La France consomme deux à quatre fois plus de psychotropes que n’importe quel pays européen

Le phénomène pourrait prendre ici une ampleur inquiétante. En effet, l’hexagone se distingue par sa surconsommation d’antibiotiques avec une fréquence 2 à 2,5 fois supérieure à celle de l’Allemagne et du Royaume-Uni. Plus généralement, la France consomme six fois plus de médicaments que les Pays-Bas, là où six patients sur dix sortent d’une consultation sans prescription (contre 0,25 chez nous).

Le problème renvoie également aux stratégies de séduction de l’industrie pharmaceutique. Aux Etats-Unis, l’opinion publique semble par exemple avoir pour acquis le fait que la Ritaline (médicament qui lutte contre l’hyperactivité) permettrait de meilleurs résultats scolaires, et que le Viagra, détourné de sa fonction première de lutte contre l’impuissance, décuplerait les performances sexuelles. Les prescriptions de ces médicaments étant par ailleurs légales, les utilisateurs refusent parfois d’en voir les d’effets secondaires.
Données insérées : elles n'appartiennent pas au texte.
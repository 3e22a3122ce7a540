use std::error::Error;

use log::{info, LevelFilter};
use simplelog::{ColorChoice, CombinedLogger, Config, TermLogger, TerminalMode};

use socktest::client::{ClientConfig, ClientSocket};

#[tokio::main]
async fn main() -> Result<(), Box<dyn Error>> {
    // console belongs to the tick lines, diagnostics only show up on warn
    let term_logger = TermLogger::new(
        LevelFilter::Warn,
        Config::default(),
        TerminalMode::Mixed,
        ColorChoice::Auto,
    );
    CombinedLogger::init(vec![term_logger])?;

    let mut client = ClientSocket::connect(ClientConfig::default()).await?;
    client.handshake().await?;
    info!("client up");

    // never returns Ok, any transport failure ends the process
    client.run().await?;
    Ok(())
}
// Copyright 2025 the Understory Authors
// SPDX-License-Identifier: Apache-2.0 OR MIT

//! Integer geometry: points, rectangles, and the inclusive hit test.
//!
//! ## Overview
//!
//! Pointer coordinates arrive from the host as integers, and frames assigned by
//! the layout pass are integer rectangles. Hit testing is inclusive on every
//! edge, so a point lying on the shared edge of two adjacent siblings is inside
//! both; the container's z-order then decides which one receives the event.
//!
//! With the `kurbo` feature enabled, [`IntRect`] and [`IntPoint`] convert to and
//! from Kurbo types so that float-based layout solvers can feed the router.

/// A point in integer pointer coordinates.
#[derive(Copy, Clone, Debug, Default, PartialEq, Eq, Hash)]
pub struct IntPoint {
    /// Horizontal coordinate.
    pub x: i32,
    /// Vertical coordinate.
    pub y: i32,
}

impl IntPoint {
    /// The origin, `(0, 0)`.
    pub const ORIGIN: Self = Self::new(0, 0);

    /// Create a new point.
    pub const fn new(x: i32, y: i32) -> Self {
        Self { x, y }
    }

    /// Whether this point is exactly the origin.
    pub const fn is_origin(self) -> bool {
        self.x == 0 && self.y == 0
    }
}

/// Axis-aligned integer rectangle described by its minimum and maximum corners.
///
/// Both corners are part of the rectangle. Callers are expected to keep
/// `min ≤ max` on each axis; [`IntRect::new`] checks this in debug builds.
///
/// Arithmetic saturates at the `i32` limits, so a frame pushed past them is
/// clamped to the edge of the coordinate space in debug and release builds
/// alike.
#[derive(Copy, Clone, Debug, Default, PartialEq, Eq, Hash)]
pub struct IntRect {
    /// Minimum x (left).
    pub min_x: i32,
    /// Minimum y (top).
    pub min_y: i32,
    /// Maximum x (right).
    pub max_x: i32,
    /// Maximum y (bottom).
    pub max_y: i32,
}

impl IntRect {
    /// The empty rectangle anchored at the origin.
    pub const ZERO: Self = Self {
        min_x: 0,
        min_y: 0,
        max_x: 0,
        max_y: 0,
    };

    /// Create a rectangle from its min/max corners.
    pub fn new(min_x: i32, min_y: i32, max_x: i32, max_y: i32) -> Self {
        debug_assert!(
            min_x <= max_x && min_y <= max_y,
            "IntRect corners must satisfy min <= max"
        );
        Self {
            min_x,
            min_y,
            max_x,
            max_y,
        }
    }

    /// Create a rectangle from an origin and a size.
    pub fn from_xywh(x: i32, y: i32, w: i32, h: i32) -> Self {
        Self::new(x, y, x.saturating_add(w), y.saturating_add(h))
    }

    /// The minimum corner.
    pub const fn min(&self) -> IntPoint {
        IntPoint::new(self.min_x, self.min_y)
    }

    /// The maximum corner.
    pub const fn max(&self) -> IntPoint {
        IntPoint::new(self.max_x, self.max_y)
    }

    /// Width (`max_x - min_x`).
    pub const fn width(&self) -> i32 {
        self.max_x.saturating_sub(self.min_x)
    }

    /// Height (`max_y - min_y`).
    pub const fn height(&self) -> i32 {
        self.max_y.saturating_sub(self.min_y)
    }

    /// Translate both corners by `offset`.
    #[must_use]
    pub const fn translate(&self, offset: IntPoint) -> Self {
        Self {
            min_x: self.min_x.saturating_add(offset.x),
            min_y: self.min_y.saturating_add(offset.y),
            max_x: self.max_x.saturating_add(offset.x),
            max_y: self.max_y.saturating_add(offset.y),
        }
    }

    /// Whether the rectangle contains `pt`, edges and corners included.
    pub const fn contains(&self, pt: IntPoint) -> bool {
        is_inside(self, pt.x, pt.y)
    }
}

/// Inclusive hit test: true iff `min ≤ (x, y) ≤ max` on both axes.
#[inline]
pub const fn is_inside(rect: &IntRect, x: i32, y: i32) -> bool {
    rect.min_x <= x && x <= rect.max_x && rect.min_y <= y && y <= rect.max_y
}

#[cfg(feature = "kurbo")]
mod kurbo_interop {
    use super::{IntPoint, IntRect};

    impl From<IntPoint> for kurbo::Point {
        fn from(pt: IntPoint) -> Self {
            Self::new(f64::from(pt.x), f64::from(pt.y))
        }
    }

    impl From<IntRect> for kurbo::Rect {
        fn from(r: IntRect) -> Self {
            Self::new(
                f64::from(r.min_x),
                f64::from(r.min_y),
                f64::from(r.max_x),
                f64::from(r.max_y),
            )
        }
    }

    impl IntPoint {
        /// Round a Kurbo point to the nearest integer coordinates.
        #[allow(
            clippy::cast_possible_truncation,
            reason = "Float-to-int casts saturate; pointer coordinates fit in i32."
        )]
        pub fn from_kurbo(pt: kurbo::Point) -> Self {
            let pt = pt.round();
            Self::new(pt.x as i32, pt.y as i32)
        }
    }

    impl IntRect {
        /// Convert a Kurbo rectangle from a float layout pass into integer
        /// coordinates.
        ///
        /// The rectangle is normalized first (so inverted input still satisfies
        /// `min ≤ max`) and each edge is rounded to the nearest integer.
        #[allow(
            clippy::cast_possible_truncation,
            reason = "Float-to-int casts saturate; layout frames fit in i32."
        )]
        pub fn from_kurbo(rect: kurbo::Rect) -> Self {
            let r = rect.abs().round();
            Self::new(r.x0 as i32, r.y0 as i32, r.x1 as i32, r.y1 as i32)
        }
    }
}
// Copyright 2025 the Understory Authors
// SPDX-License-Identifier: Apache-2.0 OR MIT

//! Mouse dispatch: hover notifications and left-button capture.
//!
//! There is a single mouse, so capture is a per-child flag rather than an
//! identifier. Hover never touches capture state.

use log::trace;

use crate::container::Container;
use crate::geometry::{IntPoint, is_inside};
use crate::types::ReleaseMode;

impl Container {
    /// Offer a cursor move to mouse handlers, topmost first.
    ///
    /// The first handler under the cursor that reports the move as handled
    /// ends the scan. Returns whether any did.
    pub fn handle_mouse_move(&mut self, x: i32, y: i32) -> bool {
        let origin = self.origin();
        for (_, child) in self.slots_top_down() {
            let frame = child.bounds.translate(origin);
            if is_inside(&frame, x, y)
                && let Some(handler) = child.component.as_mouse_handler()
                && handler.move_to(x, y)
            {
                return true;
            }
        }
        false
    }

    /// Offer a left-button press. Returns whether it was consumed.
    ///
    /// The first mouse handler under the cursor that accepts the press, or the
    /// first unpressed button under the cursor, becomes the mouse owner. A
    /// button that is already pressed lets the press through.
    pub fn handle_mouse_pressed(&mut self, x: i32, y: i32) -> bool {
        let origin = self.origin();
        for (id, child) in self.slots_top_down() {
            let frame = child.bounds.translate(origin);
            if !is_inside(&frame, x, y) {
                continue;
            }

            if let Some(handler) = child.component.as_mouse_handler()
                && handler.press_left(x, y)
            {
                trace!("mouse captured by child {}", id.0);
                child.capture.mouse_owner = true;
                return true;
            }

            if !child.capture.button_pressed
                && let Some(button) = child.component.as_button()
            {
                trace!("mouse pressed button {}", id.0);
                child.capture.button_pressed = true;
                child.capture.mouse_owner = true;
                button.press();
                return true;
            }
        }
        false
    }

    /// Deliver a left-button release, treating `(0, 0)` according to
    /// [`Container::origin_release`].
    ///
    /// A nested container owning the mouse applies its own policy.
    pub fn handle_mouse_released(&mut self, x: i32, y: i32) {
        self.route_mouse_release(x, y, ReleaseMode::Policy);
    }

    /// Deliver a left-button release to the children owning the mouse.
    ///
    /// When `forced` is set, a captured button reports the release as inside
    /// its frame regardless of `(x, y)`. Origin policies are not consulted,
    /// and nested containers receive the same `forced` value.
    pub fn release_mouse(&mut self, x: i32, y: i32, forced: bool) {
        self.route_mouse_release(x, y, ReleaseMode::Explicit(forced));
    }

    fn route_mouse_release(&mut self, x: i32, y: i32, mode: ReleaseMode) {
        let forced = mode.is_forced(self.origin_release(), IntPoint::new(x, y));
        let origin = self.origin();
        for (id, child) in self.slots_top_down() {
            if child.capture.mouse_owner {
                if let Some(nested) = child.component.as_container() {
                    child.capture.mouse_owner = false;
                    trace!("mouse released into nested child {}", id.0);
                    nested.route_mouse_release(x, y, mode);
                } else if let Some(handler) = child.component.as_mouse_handler() {
                    child.capture.mouse_owner = false;
                    trace!("mouse released on child {}", id.0);
                    handler.release_left(x, y);
                }
            }

            if child.capture.button_pressed
                && child.capture.mouse_owner
                && let Some(button) = child.component.as_button()
            {
                child.capture.button_pressed = false;
                child.capture.mouse_owner = false;
                let inside = forced || is_inside(&child.bounds.translate(origin), x, y);
                trace!("mouse released button {} (inside: {inside})", id.0);
                button.release(inside);
            }
        }
    }
}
En définitive, comme le rappelle la sociologue Marie Jauffret-Roustide, la recherche de paradis artificiels comme les Pharming Parties a toujours existé mais les chiffres seraient à relativiser. Selon elle, il est désormais plus facile d’avouer sa consommation de drogues, conséquence de l’évolution des mœurs et du caractère festif de certaines pratiques. Il serait donc maladroit d’observer des correspondances entre un phénomène potentiel et la détresse de la jeunesse actuelle.

Au XXIe siècle, c’est peut-être la forme qui, au fond, a évolué. Les orgies seventies se seraient-elles transformées en troc médicamenteux?